New Zealand transport planner and engineer

Axel Peter Carl Downard-Wilke ( Wilke; born 1966) is a New Zealand transport planner and engineer known for his advocacy for cyclists in cities. Born in Germany, he moved to New Zealand for his education, and from 1997 to 2005 he worked for the Christchurch City Council as a traffic engineer, where he became involved in various projects to improve the safety of cycling in the city. He then co-established a consultancy firm practising in the areas of traffic engineering, transportation planning and town planning. Downard-Wilke was a member of the technical team for the New Zealand Cycle Trail Project, and one of the lead authors of the New Zealand Cycle Trail Design Guide first published in February 2010.

Following a coronial inquiry into the safety of cycling, Downard-Wilke was appointed as one of ten independent experts for a Cycling Safety Panel. The recommendations of the Cycling Safety Panel led on to the development of a 2016 framework, Cycling network guidance – planning and design. Downard-Wilke has been a consistent advocate for urban planners to specifically provide for walking, cycling and public transport in cities. In addition to his work as a transport planner, Downard-Wilke is a Wikipedia editor and administrator. He has been involved in campaigns to improve coverage of New Zealand-related topics on Wikipedia, and has been a member of the management committee of the New Zealand affiliate of the Wikimedia Foundation.

== Personal life ==
Wilke was born in Germany and lived in Exter and Hanover. He ran his parents' supermarket until he was 24, then began a degree in civil engineering, before moving to New Zealand and completing his degree at the University of Canterbury. He graduated with a Bachelor of Engineering degree with first-class honours in 1997, and returned to the university part-time to complete a Master of Engineering degree, graduating in 2002. Wilke married in New Zealand in 2011, later changing his surname from Wilke to Downard-Wilke.

In 2021, Downard-Wilke moved from Christchurch to Golden Bay / Mohua.

== Career ==
Downard-Wilke worked at Christchurch City Council for eight years from 1997 to 2005. In 2000, in his capacity as a traffic engineer with the council, Downard-Wilke designed a cycle detection system to overcome a problem faced by Christchurch cyclists: some Christchurch intersections are so wide that a cyclist can have difficulty negotiating the intersection before cross traffic starts up. Downard-Wilke's idea was to place detector loops under the road where cyclists would pass. If the loop detected that a cyclist was travelling too slowly to reach the other side during the green phase, the system would delay the light change for a few seconds.

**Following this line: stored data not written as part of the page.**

// src/chronicle/context.rs
// Episode context assembly via reverse level promotion
//
// Walk backwards from the newest chronicle entry. The level may rise by at
// most one per step, so detail stays near the present and compression grows
// into the past. Taken entries and their recursive sources go into a
// read-set, which keeps any time range from being read twice.

use crate::db::chronicle::{self, ChronicleEntry};
use crate::db::pool::DatabasePool;
use crate::error::Result;
use serde::Serialize;
use std::collections::{HashMap, HashSet};
use std::sync::Arc;

/// A single entry in the assembled episode context.
#[derive(Debug, Clone, Serialize)]
pub struct ContextEntry {
    /// 0 = raw message, 1+ = chronicle level.
    pub level: i64,
    pub content: String,
    pub start_time: Option<i64>,
    pub end_time: Option<i64>,
    pub message_count: i64,
    /// Message id for level 0, chronicle entry id otherwise.
    pub source_id: String,
}

fn format_timestamp(ts: Option<i64>) -> String {
    ts.and_then(|t| chrono::DateTime::from_timestamp(t, 0))
        .map(|dt| dt.format("%Y-%m-%d %H:%M").to_string())
        .unwrap_or_else(|| "?".to_string())
}

/// Level label: あらすじ with one のあらすじ per extra level.
pub(crate) fn level_label(level: i64) -> String {
    let mut label = String::from("あらすじ");
    for _ in 1..level.max(1) {
        label.push_str("のあらすじ");
    }
    label
}

/// Collect an entry's id plus every id reachable through source_ids.
fn mark_read_recursive(
    entry: &ChronicleEntry,
    by_id: &HashMap<&str, &ChronicleEntry>,
    read_ids: &mut HashSet<String>,
) {
    read_ids.insert(entry.id.clone());
    let mut stack: Vec<&String> = entry.source_ids.iter().collect();
    while let Some(id) = stack.pop() {
        if !read_ids.insert(id.clone()) {
            continue;
        }
        if let Some(child) = by_id.get(id.as_str()) {
            stack.extend(child.source_ids.iter());
        }
    }
}

/// Newest entry at `level` ending at or before `position` and not yet read.
fn find_at_position<'a>(
    entries: &'a [ChronicleEntry],
    position: i64,
    level: i64,
    read_ids: &HashSet<String>,
) -> Option<&'a ChronicleEntry> {
    entries.iter().find(|e| {
        e.level == level
            && e.end_time.is_some_and(|end| end <= position)
            && !read_ids.contains(&e.id)
    })
}

/// Reverse-level-promotion walk over all chronicle entries.
///
/// Entries are returned oldest-first. Candidate choice at each step: among
/// the levels currently allowed (up to one above the previous pick), take the
/// most recent candidate, preferring the higher level on an end-time tie —
/// that tie is exactly the moment a consolidated block's children have been
/// consumed and the block itself should stand in for the rest. On the last
/// budget slot the highest allowed level wins outright, so a deep past
/// compresses into the final entry instead of being cut off.
pub fn assemble_episode_context(
    entries: &[ChronicleEntry],
    max_entries: usize,
) -> Vec<ContextEntry> {
    let mut result: Vec<ContextEntry> = Vec::new();
    if entries.is_empty() || max_entries == 0 {
        return result;
    }

    // Entries are expected newest-first; enforce it locally.
    let mut sorted: Vec<&ChronicleEntry> = entries.iter().collect();
    sorted.sort_by_key(|e| std::cmp::Reverse(e.end_time.unwrap_or(0)));
    let owned: Vec<ChronicleEntry> = sorted.into_iter().cloned().collect();

    let by_id: HashMap<&str, &ChronicleEntry> =
        owned.iter().map(|e| (e.id.as_str(), e)).collect();

    let Some(latest_end) = owned.first().and_then(|e| e.end_time) else {
        return result;
    };

    let mut read_ids: HashSet<String> = HashSet::new();
    let mut current_level: i64 = 0;
    let mut position = latest_end;

    while result.len() < max_entries {
        let max_allowed = current_level + 1;
        let remaining = max_entries - result.len();

        let found: Option<&ChronicleEntry> = if remaining == 1 {
            // Final slot: highest allowed level first.
            (1..=max_allowed)
                .rev()
                .find_map(|lvl| find_at_position(&owned, position, lvl, &read_ids))
        } else {
            // Most recent candidate wins; higher level breaks end-time ties.
            let mut best: Option<&ChronicleEntry> = None;
            for lvl in 1..=max_allowed {
                if let Some(candidate) = find_at_position(&owned, position, lvl, &read_ids) {
                    best = match best {
                        None => Some(candidate),
                        Some(current_best) => {
                            let cand_end = candidate.end_time.unwrap_or(i64::MIN);
                            let best_end = current_best.end_time.unwrap_or(i64::MIN);
                            if (cand_end, candidate.level) > (best_end, current_best.level) {
                                Some(candidate)
                            } else {
                                Some(current_best)
                            }
                        }
                    };
                }
            }
            best
        };

        let Some(entry) = found else {
            break;
        };

        result.push(ContextEntry {
            level: entry.level,
            content: entry.content.clone(),
            start_time: entry.start_time,
            end_time: entry.end_time,
            message_count: entry.message_count,
            source_id: entry.id.clone(),
        });

        mark_read_recursive(entry, &by_id, &mut read_ids);
        current_level = entry.level;
        let Some(start) = entry.start_time else {
            break;
        };
        position = start - 1;
    }

    result.reverse();
    result
}

/// Load all entries and assemble the context (async entry point).
pub async fn get_episode_context(
    pool: &Arc<DatabasePool>,
    max_entries: usize,
) -> Result<Vec<ContextEntry>> {
    let entries = pool
        .interact(|conn| chronicle::get_all_entries_ordered_sync(conn, None))
        .await?;
    Ok(assemble_episode_context(&entries, max_entries))
}

/// Format assembled context for system-prompt injection.
pub fn format_episode_context(context: &[ContextEntry], include_level_info: bool) -> String {
    if context.is_empty() {
        return String::new();
    }

    let mut parts: Vec<String> = Vec::new();
    let mut prev_level: i64 = -1;

    for entry in context {
        if include_level_info && entry.level != prev_level {
            if entry.level == 0 {
                parts.push("\n### 最近の出来事".to_string());
            } else {
                parts.push(format!("\n### {}", level_label(entry.level)));
            }
            prev_level = entry.level;
        }

        if entry.level == 0 {
            parts.push(format!("- {}", entry.content));
        } else {
            parts.push(format!(
                "【{} ~ {}】",
                format_timestamp(entry.start_time),
                format_timestamp(entry.end_time)
            ));
            parts.push(entry.content.clone());
            parts.push(String::new());
        }
    }

    parts.join("\n")
}

/// Temporal-isolation context: up to `limit` entries ending at or before
/// `end_time`, formatted oldest-first. Regenerating an old entry never sees
/// the future.
pub fn episode_context_for_timerange_sync(
    conn: &rusqlite::Connection,
    _start_time: i64,
    end_time: i64,
    limit: usize,
) -> anyhow::Result<String> {
    let all = chronicle::get_all_entries_ordered_sync(conn, None)?;

    let mut relevant: Vec<&ChronicleEntry> = Vec::new();
    for entry in &all {
        let Some(end) = entry.end_time else { continue };
        if end <= end_time {
            relevant.push(entry);
        }
        if relevant.len() >= limit {
            break;
        }
    }

    if relevant.is_empty() {
        return Ok(String::new());
    }
    relevant.sort_by_key(|e| e.end_time.unwrap_or(0));

    let mut parts: Vec<String> = Vec::new();
    for entry in relevant {
        parts.push(format!(
            "【{}: {} ~ {}】",
            level_label(entry.level),
            format_timestamp(entry.start_time),
            format_timestamp(entry.end_time)
        ));
        parts.push(entry.content.clone());
        parts.push(String::new());
    }
    Ok(parts.join("\n"))
}

/// Aggregate statistics about the episode memory.
#[derive(Debug, Clone, Serialize)]
pub struct EpisodeStats {
    pub total_messages_covered: i64,
    pub max_level: i64,
    pub entries_by_level: Vec<(i64, i64)>,
    pub unconsolidated_by_level: Vec<(i64, i64)>,
}

pub async fn get_episode_stats(pool: &Arc<DatabasePool>) -> Result<EpisodeStats> {
    pool.interact(|conn| {
        Ok(EpisodeStats {
            total_messages_covered: chronicle::get_total_message_count_sync(conn)?,
            max_level: chronicle::get_max_level_sync(conn)?,
            entries_by_level: chronicle::count_entries_by_level_sync(conn)?,
            unconsolidated_by_level: chronicle::count_unconsolidated_by_level_sync(conn)?,
        })
    })
    .await
    .map_err(Into::into)
}

#[cfg(test)]
mod tests {
    use super::*;

    fn entry(
        id: &str,
        level: i64,
        start: i64,
        end: i64,
        source_ids: Vec<&str>,
        consolidated: bool,
        parent: Option<&str>,
    ) -> ChronicleEntry {
        ChronicleEntry {
            id: id.to_string(),
            level,
            content: format!("content of {id}"),
            source_ids: source_ids.into_iter().map(str::to_string).collect(),
            start_time: Some(start),
            end_time: Some(end),
            source_count: 1,
            message_count: if level == 1 { 2 } else { 10 },
            parent_id: parent.map(str::to_string),
            is_consolidated: consolidated,
            created_at: 0,
        }
    }

    /// Ten level-1 entries L1..L10, consolidated into M1 (L1..L5) and
    /// M2 (L6..L10).
    fn two_block_hierarchy() -> Vec<ChronicleEntry> {
        let mut entries = Vec::new();
        for i in 1..=10i64 {
            let parent = if i <= 5 { "M1" } else { "M2" };
            entries.push(entry(
                &format!("L{i}"),
                1,
                i * 10,
                i * 10 + 5,
                vec![],
                true,
                Some(parent),
            ));
        }
        entries.push(entry("M1", 2, 10, 55, vec!["L1", "L2", "L3", "L4", "L5"], false, None));
        entries.push(entry("M2", 2, 60, 105, vec!["L6", "L7", "L8", "L9", "L10"], false, None));
        entries
    }

    fn ids(result: &[ContextEntry]) -> Vec<&str> {
        result.iter().map(|e| e.source_id.as_str()).collect()
    }

    #[test]
    fn budget_four_compresses_the_older_window() {
        let result = assemble_episode_context(&two_block_hierarchy(), 4);
        assert_eq!(ids(&result), vec!["M1", "L8", "L9", "L10"]);
        // Non-decreasing level walking newest -> oldest
        let levels: Vec<i64> = result.iter().rev().map(|e| e.level).collect();
        assert!(levels.windows(2).all(|w| w[1] >= w[0]));
    }

    #[test]
    fn large_budget_promotes_once_children_are_consumed() {
        let result = assemble_episode_context(&two_block_hierarchy(), 50);
        // L10..L6 in detail, then M1 stands in for L1..L5.
        assert_eq!(ids(&result), vec!["M1", "L6", "L7", "L8", "L9", "L10"]);
    }

    #[test]
    fn no_source_id_is_covered_twice() {
        let entries = two_block_hierarchy();
        for budget in 1..=12 {
            let result = assemble_episode_context(&entries, budget);
            assert!(result.len() <= budget);

            // Expand each returned entry to its recursive level-1 leaves and
            // assert disjointness.
            let by_id: HashMap<&str, &ChronicleEntry> =
                entries.iter().map(|e| (e.id.as_str(), e)).collect();
            let mut leaves: Vec<&str> = Vec::new();
            for ce in &result {
                let e = by_id[ce.source_id.as_str()];
                if e.level == 1 {
                    leaves.push(e.id.as_str());
                } else {
                    for sid in &e.source_ids {
                        leaves.push(sid.as_str());
                    }
                }
            }
            let unique: HashSet<&str> = leaves.iter().copied().collect();
            assert_eq!(unique.len(), leaves.len(), "budget {budget} produced overlap");
        }
    }

    #[test]
    fn level_can_rise_by_at_most_one_per_step() {
        // Three levels deep: a level-3 entry over two level-2 blocks.
        let mut entries = two_block_hierarchy();
        for e in &mut entries {
            if e.id == "M1" || e.id == "M2" {
                e.is_consolidated = true;
                e.parent_id = Some("T1".to_string());
            }
        }
        entries.push(entry("T1", 3, 10, 105, vec!["M1", "M2"], false, None));
        // A fresh unconsolidated tail after the big block.
        entries.push(entry("L11", 1, 110, 115, vec![], false, None));

        let result = assemble_episode_context(&entries, 10);
        // Walking newest -> oldest the levels may only step up by one.
        let levels: Vec<i64> = result.iter().rev().map(|e| e.level).collect();
        assert_eq!(levels.first(), Some(&1));
        for w in levels.windows(2) {
            assert!(w[1] <= w[0] + 1);
            assert!(w[1] >= w[0]);
        }
    }

    #[test]
    fn empty_input_and_zero_budget() {
        assert!(assemble_episode_context(&[], 5).is_empty());
        assert!(assemble_episode_context(&two_block_hierarchy(), 0).is_empty());
    }

    #[test]
    fn formatting_inserts_level_headers_on_change() {
        let result = assemble_episode_context(&two_block_hierarchy(), 4);
        let text = format_episode_context(&result, true);
        assert!(text.contains("### あらすじのあらすじ"));
        assert!(text.contains("### あらすじ"));
        assert!(text.contains("content of M1"));
        assert!(text.contains("content of L10"));
    }

    #[test]
    fn label_nesting() {
        assert_eq!(level_label(1), "あらすじ");
        assert_eq!(level_label(2), "あらすじのあらすじ");
        assert_eq!(level_label(3), "あらすじのあらすじのあらすじ");
    }
}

While still with Christchurch City Council, Downard-Wilke won an award for 'Best Cycling Promotion' at the Cycling Advocates' Network (CAN) Cycle-Friendly Awards in 2005. The award was for a Planning and Design for Cycling training course for transport professionals, to improve their understanding of planning a cycle-friendly environment. The training course was created in 2003 under Downard-Wilke's leadership, and has evolved over the years. The course passed its twentieth anniversary in 2023.

Downard-Wilke and business partner Warren Lloyd started a company named Traffix in 2005. The company had expertise in traffic signals, and specialised in designing streets for pedestrians, cyclists and public transport. In 2007, Traffix merged with another company to form ViaStrada. ViaStrada operates in the fields of traffic engineering, transportation planning, town planning and project management. The company offers professional training to engineers and planners in traffic-related fields.

Downard-Wilke was appointed as a project engineer on the technical team for the government's $100 million New Zealand Cycle Trail project which began in 2009 with the aim of building cycle trails all over New Zealand. He was one of the lead authors of the New Zealand Cycle Trail Design Guide, first published in February 2010.

In 2013, Downard-Wilke was selected by the New Zealand Transport Agency (Waka Kotahi) as one of ten independent experts for a Cycling Safety Panel established in response to a coronial enquiry into the safety of cycling. The report of the Cycling Safety Panel was published in 2014. The Transport Agency has subsequently published multiple updates of progress against the action plan developed in response to the Cycling Safety Panel report. In the book Planning for Walking and Cycling in New Zealand published in 2020, Roger Boulter describes the work of the Cycling Safety Panel as "effectively formulating the government’s strategy on cycling".

== Cycling advocacy ==
Downard-Wilke has a long-standing interest in cycling, both as a cyclist and as a traffic engineer. He used to cycle 2.5 km to primary school, and in 1993 won a 5 km cycling race in Vlotho, Germany. Downard-Wilke served on the executive committee of the Cycling Advocates Network (CAN) from 2000 until 2009. In October 2008, he was elected co-chairperson (along with Glen Koorey), serving in the position for one year.

Downard-Wilke has been an advocate for cycling in centres other than Christchurch. In 2021, he was publicly critical of Wellington City Council for their failure to provide safer routes for cycling in the city. After his move to Golden Bay / Mohua, he became involved in transport-related matters in the region, taking up the role of chairperson of the Golden Bay Cycle and Walkways Society.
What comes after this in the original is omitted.